Dataset entries
:::
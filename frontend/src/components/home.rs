use std::rc::Rc;

use shared::search::{ghost_text, RecentKind, RecentSearch, RecentSearches};
use shared::{Country, PlaceSummary, SearchResults};
use uuid::Uuid;
use web_sys::HtmlInputElement;
use yew::prelude::*;

use super::error_banner::ErrorBanner;
use crate::hooks::use_debounced_search::{use_debounced_search, SearchFn, SearchFuture};
use crate::page::Page;
use crate::services::api::ApiClient;
use crate::services::logging::Logger;
use crate::services::storage;

#[derive(Properties, PartialEq)]
pub struct HomeProps {
    pub api_client: ApiClient,
    pub on_navigate: Callback<Page>,
}

#[function_component(Home)]
pub fn home(props: &HomeProps) -> Html {
    let recent = use_state(storage::load_recent_searches);

    let search: SearchFn<SearchResults> = {
        let api_client = props.api_client.clone();
        Rc::new(move |query: String| -> SearchFuture<SearchResults> {
            let api_client = api_client.clone();
            Box::pin(async move { api_client.search(&query).await })
        })
    };
    let delay = props.api_client.config().search_debounce_ms;
    let search = use_debounced_search(delay, search);

    let results = search.state.results.clone().unwrap_or_default();
    let ghost = ghost_text(&search.state.query, &results).unwrap_or_default();

    let remember = {
        let recent = recent.clone();
        move |entry: RecentSearch| {
            let mut next: RecentSearches = (*recent).clone();
            next.record(entry);
            storage::save_recent_searches(&next);
            recent.set(next);
        }
    };

    let on_input = {
        let set_query = search.actions.set_query.clone();
        Callback::from(move |e: InputEvent| {
            let input: HtmlInputElement = e.target_unchecked_into();
            set_query.emit(input.value());
        })
    };

    let on_keydown = {
        let set_query = search.actions.set_query.clone();
        let ghost = ghost.clone();
        Callback::from(move |e: KeyboardEvent| {
            let key = e.key();
            if (key == "Tab" || key == "ArrowRight") && !ghost.is_empty() {
                e.prevent_default();
                set_query.emit(ghost.clone());
            }
        })
    };

    let on_place_select = {
        let on_navigate = props.on_navigate.clone();
        let set_query = search.actions.set_query.clone();
        let remember = remember.clone();
        move |place: PlaceSummary| {
            let remember = remember.clone();
            let on_navigate = on_navigate.clone();
            let set_query = set_query.clone();
            Callback::from(move |_: MouseEvent| {
                let label = place.label();
                Logger::debug_with_component("home", &format!("Place selected: {}", label));
                set_query.emit(label.clone());
                remember(RecentSearch {
                    label,
                    kind: Some(RecentKind::Lieu),
                    id: Some(place.id.to_string()),
                });
                on_navigate.emit(Page::PlaceDetail(place.id));
            })
        }
    };

    let on_country_select = {
        let set_query = search.actions.set_query.clone();
        let remember = remember.clone();
        move |country: Country| {
            let remember = remember.clone();
            let set_query = set_query.clone();
            Callback::from(move |_: MouseEvent| {
                set_query.emit(country.nom.clone());
                remember(RecentSearch {
                    label: country.nom.clone(),
                    kind: Some(RecentKind::Pays),
                    id: Some(country.code_iso.clone()),
                });
            })
        }
    };

    let on_recent_select = {
        let on_navigate = props.on_navigate.clone();
        let set_query = search.actions.set_query.clone();
        move |item: RecentSearch| {
            let on_navigate = on_navigate.clone();
            let set_query = set_query.clone();
            Callback::from(move |_: MouseEvent| {
                let place_id = match (item.kind, item.id.as_deref()) {
                    (Some(RecentKind::Lieu), Some(id)) => Uuid::parse_str(id).ok(),
                    _ => None,
                };
                match place_id {
                    Some(id) => on_navigate.emit(Page::PlaceDetail(id)),
                    // Text-only entries search again
                    None => set_query.emit(item.label.clone()),
                }
            })
        }
    };

    let on_clear_recent = {
        let recent = recent.clone();
        Callback::from(move |_: MouseEvent| {
            let mut next = (*recent).clone();
            next.clear();
            storage::save_recent_searches(&next);
            recent.set(next);
        })
    };

    let on_clear_query = {
        let clear = search.actions.clear.clone();
        Callback::from(move |_: MouseEvent| clear.emit(()))
    };

    let query = search.state.query.clone();
    let show_results = !query.is_empty() && !results.is_empty();

    html! {
        <div class="home">
            <section class="hero">
                <h1>{"🌍 TravelMap"}</h1>
                <p>{"Trouvez une ville ou un pays et découvrez les voyages de la communauté."}</p>
            </section>

            <div class="search-box">
                <div class="search-input-wrapper">
                    <input class="search-ghost" type="text" value={ghost} tabindex="-1" readonly=true aria-hidden="true" />
                    <input
                        class="search-input"
                        type="text"
                        placeholder="Rechercher une ville ou un pays..."
                        value={query.clone()}
                        oninput={on_input}
                        onkeydown={on_keydown}
                        autocomplete="off"
                    />
                    {if !query.is_empty() {
                        html! { <button type="button" class="search-clear" onclick={on_clear_query}>{"×"}</button> }
                    } else { html! {} }}
                    {if search.state.loading {
                        html! { <span class="search-spinner">{"⏳"}</span> }
                    } else { html! {} }}
                </div>

                {if query.is_empty() && !recent.items().is_empty() {
                    html! {
                        <div class="tm-dropdown">
                            <div class="tm-header">
                                {"Recherches récentes"}
                                <button type="button" class="btn-link" onclick={on_clear_recent}>{"Effacer"}</button>
                            </div>
                            {for recent.items().iter().cloned().map(|item| html! {
                                <div class="tm-item" onclick={on_recent_select(item.clone())}>
                                    <strong>{&item.label}</strong>
                                </div>
                            })}
                        </div>
                    }
                } else { html! {} }}

                {if show_results {
                    html! {
                        <div class="tm-dropdown">
                            {if !results.lieux.is_empty() {
                                html! {
                                    <>
                                        <div class="tm-header">{"📍 Lieux"}</div>
                                        {for results.lieux.iter().cloned().map(|place| html! {
                                            <div class="tm-item" onclick={on_place_select(place.clone())}>
                                                <strong>{&place.nom_ville}</strong>
                                                <small>{&place.pays.nom}</small>
                                            </div>
                                        })}
                                    </>
                                }
                            } else { html! {} }}
                            {if !results.pays.is_empty() {
                                html! {
                                    <>
                                        <div class="tm-header">{"🏳️ Pays"}</div>
                                        {for results.pays.iter().cloned().map(|country| html! {
                                            <div class="tm-item" onclick={on_country_select(country.clone())}>
                                                <strong>{&country.nom}</strong>
                                            </div>
                                        })}
                                    </>
                                }
                            } else { html! {} }}
                        </div>
                    }
                } else if !query.is_empty() && search.state.results.is_some() && results.is_empty() {
                    html! { <div class="tm-dropdown tm-empty">{"Aucun résultat"}</div> }
                } else { html! {} }}

                <ErrorBanner error={search.state.error.clone()} />
            </div>
        </div>
    }
}
use serde::{Deserialize, Serialize};

/// Shown when a user has no profile picture
pub const DEFAULT_AVATAR_URL: &str =
    "https://cdn.pixabay.com/photo/2015/10/05/22/37/blank-profile-picture-973460_960_720.png";

#[derive(Debug, Clone, Copy, PartialEq, Eq, Hash, Serialize, Deserialize)]
#[serde(rename_all = "lowercase")]
pub enum MediaKind {
    Image,
    Video,
}

impl MediaKind {
    /// Classifies an uploaded file by MIME type; other types are not accepted
    pub fn from_mime(mime: &str) -> Option<Self> {
        let mime = mime.trim().to_ascii_lowercase();
        if mime.starts_with("image/") {
            Some(MediaKind::Image)
        } else if mime.starts_with("video/") {
            Some(MediaKind::Video)
        } else {
            None
        }
    }

    /// Only images get an inline preview
    pub fn has_preview(&self) -> bool {
        matches!(self, MediaKind::Image)
    }
}

/// A file picked for upload, with its preview handle if it has one
#[derive(Debug, Clone, PartialEq)]
pub struct SelectedMedia<F> {
    pub file: F,
    pub kind: MediaKind,
    pub preview: Option<String>,
}

/// Files waiting to be uploaded with a trip or an activity.
///
/// Preview handles are created through a caller-supplied function. Every
/// operation that drops an entry hands its handle back so the caller can
/// release it; nothing here owns browser resources.
#[derive(Debug, Clone, PartialEq)]
pub struct MediaSelection<F> {
    items: Vec<SelectedMedia<F>>,
}

impl<F> Default for MediaSelection<F> {
    fn default() -> Self {
        Self { items: Vec::new() }
    }
}

impl<F> MediaSelection<F> {
    pub fn items(&self) -> &[SelectedMedia<F>] {
        &self.items
    }

    pub fn is_empty(&self) -> bool {
        self.items.is_empty()
    }

    pub fn files(&self) -> impl Iterator<Item = &F> {
        self.items.iter().map(|item| &item.file)
    }

    /// Appends `(file, mime)` pairs. Files that are neither images nor
    /// videos are skipped.
    pub fn add<I, P>(&mut self, files: I, mut make_preview: P)
    where
        I: IntoIterator<Item = (F, String)>,
        P: FnMut(&F) -> Option<String>,
    {
        for (file, mime) in files {
            let Some(kind) = MediaKind::from_mime(&mime) else {
                continue;
            };
            let preview = if kind.has_preview() {
                make_preview(&file)
            } else {
                None
            };
            self.items.push(SelectedMedia { file, kind, preview });
        }
    }

    /// Replaces the whole selection; returns the handles to release
    pub fn replace<I, P>(&mut self, files: I, make_preview: P) -> Vec<String>
    where
        I: IntoIterator<Item = (F, String)>,
        P: FnMut(&F) -> Option<String>,
    {
        let released = self.clear();
        self.add(files, make_preview);
        released
    }

    /// Removes one entry; returns its handle to release
    pub fn remove(&mut self, index: usize) -> Option<String> {
        if index < self.items.len() {
            self.items.remove(index).preview
        } else {
            None
        }
    }

    /// Empties the selection; returns every handle to release
    pub fn clear(&mut self) -> Vec<String> {
        self.items.drain(..).filter_map(|item| item.preview).collect()
    }
}

/// Turns a path returned by the API into an absolute URL.
///
/// `server_root` is the backend origin without a trailing slash, e.g.
/// `http://localhost:8000`. Absolute URLs pass through; `/media/x` and
/// `media/x` are anchored at the root; bare names land under `/media/`.
pub fn resolve_media_url(server_root: &str, path: Option<&str>) -> String {
    let Some(path) = path.map(str::trim).filter(|p| !p.is_empty()) else {
        return DEFAULT_AVATAR_URL.to_string();
    };
    let root = server_root.trim_end_matches('/');

    if path.starts_with("http://") || path.starts_with("https://") || path.starts_with("blob:") {
        path.to_string()
    } else if path.starts_with("/media/") {
        format!("{}{}", root, path)
    } else if path.starts_with("media/") {
        format!("{}/{}", root, path)
    } else {
        format!("{}/media/{}", root, path)
    }
}

#[cfg(test)]
mod tests {
    use super::*;

    fn preview_for(name: &&str) -> Option<String> {
        Some(format!("blob:{}", name))
    }

    fn picked(files: &[(&'static str, &str)]) -> Vec<(&'static str, String)> {
        files.iter().map(|(f, m)| (*f, m.to_string())).collect()
    }

    #[test]
    fn test_mime_classification() {
        assert_eq!(MediaKind::from_mime("image/png"), Some(MediaKind::Image));
        assert_eq!(MediaKind::from_mime("VIDEO/mp4"), Some(MediaKind::Video));
        assert_eq!(MediaKind::from_mime("application/pdf"), None);
        assert!(MediaKind::Image.has_preview());
        assert!(!MediaKind::Video.has_preview());
    }

    #[test]
    fn test_only_images_get_previews_and_others_are_skipped() {
        let mut selection = MediaSelection::default();
        selection.add(
            picked(&[("a.jpg", "image/jpeg"), ("b.mp4", "video/mp4"), ("c.pdf", "application/pdf")]),
            preview_for,
        );

        assert_eq!(selection.items().len(), 2);
        assert_eq!(selection.items()[0].preview.as_deref(), Some("blob:a.jpg"));
        assert_eq!(selection.items()[1].preview, None);
        assert_eq!(selection.files().copied().collect::<Vec<_>>(), vec!["a.jpg", "b.mp4"]);
    }

    #[test]
    fn test_replace_remove_and_clear_release_handles() {
        let mut selection = MediaSelection::default();
        selection.add(picked(&[("a.jpg", "image/jpeg"), ("b.png", "image/png")]), preview_for);

        let released = selection.replace(picked(&[("c.gif", "image/gif"), ("d.webm", "video/webm")]), preview_for);
        assert_eq!(released, vec!["blob:a.jpg", "blob:b.png"]);

        assert_eq!(selection.remove(1), None);
        assert_eq!(selection.remove(5), None);
        assert_eq!(selection.remove(0), Some("blob:c.gif".to_string()));
        assert!(selection.is_empty());

        selection.add(picked(&[("e.jpg", "image/jpeg")]), preview_for);
        assert_eq!(selection.clear(), vec!["blob:e.jpg"]);
        assert!(selection.clear().is_empty());
    }

    #[test]
    fn test_media_paths_are_anchored_at_server_root() {
        let root = "http://localhost:8000/";
        assert_eq!(
            resolve_media_url(root, Some("/media/a.jpg")),
            "http://localhost:8000/media/a.jpg"
        );
        assert_eq!(
            resolve_media_url(root, Some("media/a.jpg")),
            "http://localhost:8000/media/a.jpg"
        );
        assert_eq!(
            resolve_media_url(root, Some("profiles/a.jpg")),
            "http://localhost:8000/media/profiles/a.jpg"
        );
        assert_eq!(
            resolve_media_url(root, Some("https://cdn.example.org/a.jpg")),
            "https://cdn.example.org/a.jpg"
        );
    }

    #[test]
    fn test_missing_path_uses_default_avatar() {
        assert_eq!(resolve_media_url("http://x", None), DEFAULT_AVATAR_URL);
        assert_eq!(resolve_media_url("http://x", Some("  ")), DEFAULT_AVATAR_URL);
    }
}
:::
WORK TASK
Given the records above, reproduce precisely and only the lines between the line holding "let api_client = props.api_client.clone();" and the line holding "let delay = props.api_client.config().search_debounce_ms;", inclusive.

WRITTEN RESPONSE
        let api_client = props.api_client.clone();
        Rc::new(move |query: String| -> SearchFuture<SearchResults> {
            let api_client = api_client.clone();
            Box::pin(async move { api_client.search(&query).await })
        })
    };
    let delay = props.api_client.config().search_debounce_ms;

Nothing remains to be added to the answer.